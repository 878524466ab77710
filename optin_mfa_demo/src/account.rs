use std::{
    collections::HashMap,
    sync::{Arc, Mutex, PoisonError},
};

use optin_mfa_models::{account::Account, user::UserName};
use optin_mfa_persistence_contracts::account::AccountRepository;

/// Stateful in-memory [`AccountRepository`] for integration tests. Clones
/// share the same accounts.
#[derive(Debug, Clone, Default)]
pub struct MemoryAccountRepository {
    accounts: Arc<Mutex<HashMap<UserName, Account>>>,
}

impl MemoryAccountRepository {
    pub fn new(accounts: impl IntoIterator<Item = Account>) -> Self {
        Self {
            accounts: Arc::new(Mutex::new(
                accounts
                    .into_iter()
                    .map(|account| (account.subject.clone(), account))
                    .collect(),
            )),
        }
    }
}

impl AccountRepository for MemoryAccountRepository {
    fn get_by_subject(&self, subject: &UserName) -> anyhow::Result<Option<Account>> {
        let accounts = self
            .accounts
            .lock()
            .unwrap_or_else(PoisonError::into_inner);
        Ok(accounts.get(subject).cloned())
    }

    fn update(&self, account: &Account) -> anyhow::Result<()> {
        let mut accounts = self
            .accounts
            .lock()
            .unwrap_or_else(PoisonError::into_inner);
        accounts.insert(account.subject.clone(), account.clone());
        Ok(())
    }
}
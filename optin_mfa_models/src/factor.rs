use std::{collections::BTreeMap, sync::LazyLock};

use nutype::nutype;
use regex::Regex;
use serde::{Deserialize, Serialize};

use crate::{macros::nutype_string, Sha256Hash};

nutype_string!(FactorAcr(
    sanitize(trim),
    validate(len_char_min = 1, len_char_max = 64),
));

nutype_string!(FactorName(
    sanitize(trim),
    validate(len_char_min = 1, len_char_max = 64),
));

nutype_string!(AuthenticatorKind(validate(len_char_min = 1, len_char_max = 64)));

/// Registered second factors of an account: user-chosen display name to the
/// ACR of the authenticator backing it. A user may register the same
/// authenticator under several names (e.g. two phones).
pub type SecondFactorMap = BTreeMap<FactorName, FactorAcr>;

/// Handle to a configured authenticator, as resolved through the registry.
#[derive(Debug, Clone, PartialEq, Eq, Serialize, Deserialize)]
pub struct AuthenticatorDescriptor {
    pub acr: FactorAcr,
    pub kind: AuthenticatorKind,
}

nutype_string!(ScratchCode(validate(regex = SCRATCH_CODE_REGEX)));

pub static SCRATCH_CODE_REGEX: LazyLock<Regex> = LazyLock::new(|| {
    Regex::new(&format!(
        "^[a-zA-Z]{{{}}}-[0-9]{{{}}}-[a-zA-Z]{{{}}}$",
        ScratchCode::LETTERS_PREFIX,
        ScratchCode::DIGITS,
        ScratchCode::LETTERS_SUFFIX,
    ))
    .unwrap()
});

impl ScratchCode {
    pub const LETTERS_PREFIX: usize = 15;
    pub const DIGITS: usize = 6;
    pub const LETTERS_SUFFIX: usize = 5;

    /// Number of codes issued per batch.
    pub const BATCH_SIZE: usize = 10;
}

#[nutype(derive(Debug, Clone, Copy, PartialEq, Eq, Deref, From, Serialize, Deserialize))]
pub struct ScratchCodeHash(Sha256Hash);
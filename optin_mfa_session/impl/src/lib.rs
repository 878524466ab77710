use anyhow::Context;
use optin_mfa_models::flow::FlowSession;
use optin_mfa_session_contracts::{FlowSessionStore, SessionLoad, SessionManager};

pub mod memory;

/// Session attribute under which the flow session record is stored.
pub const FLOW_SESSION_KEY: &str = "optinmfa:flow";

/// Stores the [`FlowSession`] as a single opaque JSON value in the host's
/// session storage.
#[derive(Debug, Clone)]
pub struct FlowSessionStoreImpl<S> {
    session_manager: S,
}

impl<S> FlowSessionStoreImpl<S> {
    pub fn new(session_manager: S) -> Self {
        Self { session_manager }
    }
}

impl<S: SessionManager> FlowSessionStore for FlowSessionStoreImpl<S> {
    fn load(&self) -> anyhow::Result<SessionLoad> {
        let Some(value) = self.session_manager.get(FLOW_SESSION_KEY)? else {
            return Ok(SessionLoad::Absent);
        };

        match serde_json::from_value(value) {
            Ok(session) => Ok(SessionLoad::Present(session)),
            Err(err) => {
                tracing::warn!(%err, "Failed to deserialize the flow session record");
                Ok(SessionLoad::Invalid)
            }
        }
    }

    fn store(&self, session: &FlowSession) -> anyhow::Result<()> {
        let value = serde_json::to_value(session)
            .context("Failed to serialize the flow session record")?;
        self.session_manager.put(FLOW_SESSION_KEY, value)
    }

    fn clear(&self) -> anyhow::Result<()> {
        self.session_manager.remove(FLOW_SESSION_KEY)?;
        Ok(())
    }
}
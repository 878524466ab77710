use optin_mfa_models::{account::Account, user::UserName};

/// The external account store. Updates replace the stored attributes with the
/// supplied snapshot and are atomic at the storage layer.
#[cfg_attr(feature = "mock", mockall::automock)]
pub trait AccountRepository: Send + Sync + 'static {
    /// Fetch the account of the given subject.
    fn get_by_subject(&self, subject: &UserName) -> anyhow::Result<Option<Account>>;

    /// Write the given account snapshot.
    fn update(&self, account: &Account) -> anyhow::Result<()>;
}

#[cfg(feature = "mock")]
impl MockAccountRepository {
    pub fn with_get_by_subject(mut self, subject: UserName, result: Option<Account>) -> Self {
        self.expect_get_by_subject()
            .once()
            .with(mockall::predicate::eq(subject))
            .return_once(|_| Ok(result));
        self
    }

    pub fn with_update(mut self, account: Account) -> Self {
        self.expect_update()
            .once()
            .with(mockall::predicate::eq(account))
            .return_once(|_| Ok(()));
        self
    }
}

» Assignment: Transcribe the entire listing. Leave every word as it is.

» Task solution:
repository 878524466ab77710
filename optin_mfa_demo/src/account.rs
use std::{
    collections::HashMap,
    sync::{Arc, Mutex, PoisonError},
};

use optin_mfa_models::{account::Account, user::UserName};
use optin_mfa_persistence_contracts::account::AccountRepository;

/// Stateful in-memory [`AccountRepository`] for integration tests. Clones
/// share the same accounts.
#[derive(Debug, Clone, Default)]
pub struct MemoryAccountRepository {
    accounts: Arc<Mutex<HashMap<UserName, Account>>>,
}

impl MemoryAccountRepository {
    pub fn new(accounts: impl IntoIterator<Item = Account>) -> Self {
        Self {
            accounts: Arc::new(Mutex::new(
                accounts
                    .into_iter()
                    .map(|account| (account.subject.clone(), account))
                    .collect(),
            )),
        }
    }
}

impl AccountRepository for MemoryAccountRepository {
    fn get_by_subject(&self, subject: &UserName) -> anyhow::Result<Option<Account>> {
        let accounts = self
            .accounts
            .lock()
            .unwrap_or_else(PoisonError::into_inner);
        Ok(accounts.get(subject).cloned())
    }

    fn update(&self, account: &Account) -> anyhow::Result<()> {
        let mut accounts = self
            .accounts
            .lock()
            .unwrap_or_else(PoisonError::into_inner);
        accounts.insert(account.subject.clone(), account.clone());
        Ok(())
    }
}
filename optin_mfa_models/src/factor.rs
use std::{collections::BTreeMap, sync::LazyLock};

use nutype::nutype;
use regex::Regex;
use serde::{Deserialize, Serialize};

use crate::{macros::nutype_string, Sha256Hash};

nutype_string!(FactorAcr(
    sanitize(trim),
    validate(len_char_min = 1, len_char_max = 64),
));

nutype_string!(FactorName(
    sanitize(trim),
    validate(len_char_min = 1, len_char_max = 64),
));

nutype_string!(AuthenticatorKind(validate(len_char_min = 1, len_char_max = 64)));

/// Registered second factors of an account: user-chosen display name to the
/// ACR of the authenticator backing it. A user may register the same
/// authenticator under several names (e.g. two phones).
pub type SecondFactorMap = BTreeMap<FactorName, FactorAcr>;

/// Handle to a configured authenticator, as resolved through the registry.
#[derive(Debug, Clone, PartialEq, Eq, Serialize, Deserialize)]
pub struct AuthenticatorDescriptor {
    pub acr: FactorAcr,
    pub kind: AuthenticatorKind,
}

nutype_string!(ScratchCode(validate(regex = SCRATCH_CODE_REGEX)));

pub static SCRATCH_CODE_REGEX: LazyLock<Regex> = LazyLock::new(|| {
    Regex::new(&format!(
        "^[a-zA-Z]{{{}}}-[0-9]{{{}}}-[a-zA-Z]{{{}}}$",
        ScratchCode::LETTERS_PREFIX,
        ScratchCode::DIGITS,
        ScratchCode::LETTERS_SUFFIX,
    ))
    .unwrap()
});

impl ScratchCode {
    pub const LETTERS_PREFIX: usize = 15;
    pub const DIGITS: usize = 6;
    pub const LETTERS_SUFFIX: usize = 5;

    /// Number of codes issued per batch.
    pub const BATCH_SIZE: usize = 10;
}

#[nutype(derive(Debug, Clone, Copy, PartialEq, Eq, Deref, From, Serialize, Deserialize))]
pub struct ScratchCodeHash(Sha256Hash);
filename optin_mfa_session/impl/src/lib.rs
repository 878524466ab77710
use anyhow::Context;
use optin_mfa_models::flow::FlowSession;
use optin_mfa_session_contracts::{FlowSessionStore, SessionLoad, SessionManager};

pub mod memory;

/// Session attribute under which the flow session record is stored.
pub const FLOW_SESSION_KEY: &str = "optinmfa:flow";

/// Stores the [`FlowSession`] as a single opaque JSON value in the host's
/// session storage.
#[derive(Debug, Clone)]
pub struct FlowSessionStoreImpl<S> {
    session_manager: S,
}

impl<S> FlowSessionStoreImpl<S> {
    pub fn new(session_manager: S) -> Self {
        Self { session_manager }
    }
}

impl<S: SessionManager> FlowSessionStore for FlowSessionStoreImpl<S> {
    fn load(&self) -> anyhow::Result<SessionLoad> {
        let Some(value) = self.session_manager.get(FLOW_SESSION_KEY)? else {
            return Ok(SessionLoad::Absent);
        };

        match serde_json::from_value(value) {
            Ok(session) => Ok(SessionLoad::Present(session)),
            Err(err) => {
                tracing::warn!(%err, "Failed to deserialize the flow session record");
                Ok(SessionLoad::Invalid)
            }
        }
    }

    fn store(&self, session: &FlowSession) -> anyhow::Result<()> {
        let value = serde_json::to_value(session)
            .context("Failed to serialize the flow session record")?;
        self.session_manager.put(FLOW_SESSION_KEY, value)
    }

    fn clear(&self) -> anyhow::Result<()> {
        self.session_manager.remove(FLOW_SESSION_KEY)?;
        Ok(())
    }
}
repository 878524466ab77710
use optin_mfa_models::{account::Account, user::UserName};

/// The external account store. Updates replace the stored attributes with the
/// supplied snapshot and are atomic at the storage layer.
#[cfg_attr(feature = "mock", mockall::automock)]
pub trait AccountRepository: Send + Sync + 'static {
    /// Fetch the account of the given subject.
    fn get_by_subject(&self, subject: &UserName) -> anyhow::Result<Option<Account>>;

    /// Write the given account snapshot.
    fn update(&self, account: &Account) -> anyhow::Result<()>;
}

#[cfg(feature = "mock")]
impl MockAccountRepository {
    pub fn with_get_by_subject(mut self, subject: UserName, result: Option<Account>) -> Self {
        self.expect_get_by_subject()
            .once()
            .with(mockall::predicate::eq(subject))
            .return_once(|_| Ok(result));
        self
    }

    pub fn with_update(mut self, account: Account) -> Self {
        self.expect_update()
            .once()
            .with(mockall::predicate::eq(account))
            .return_once(|_| Ok(()));
        self
    }
}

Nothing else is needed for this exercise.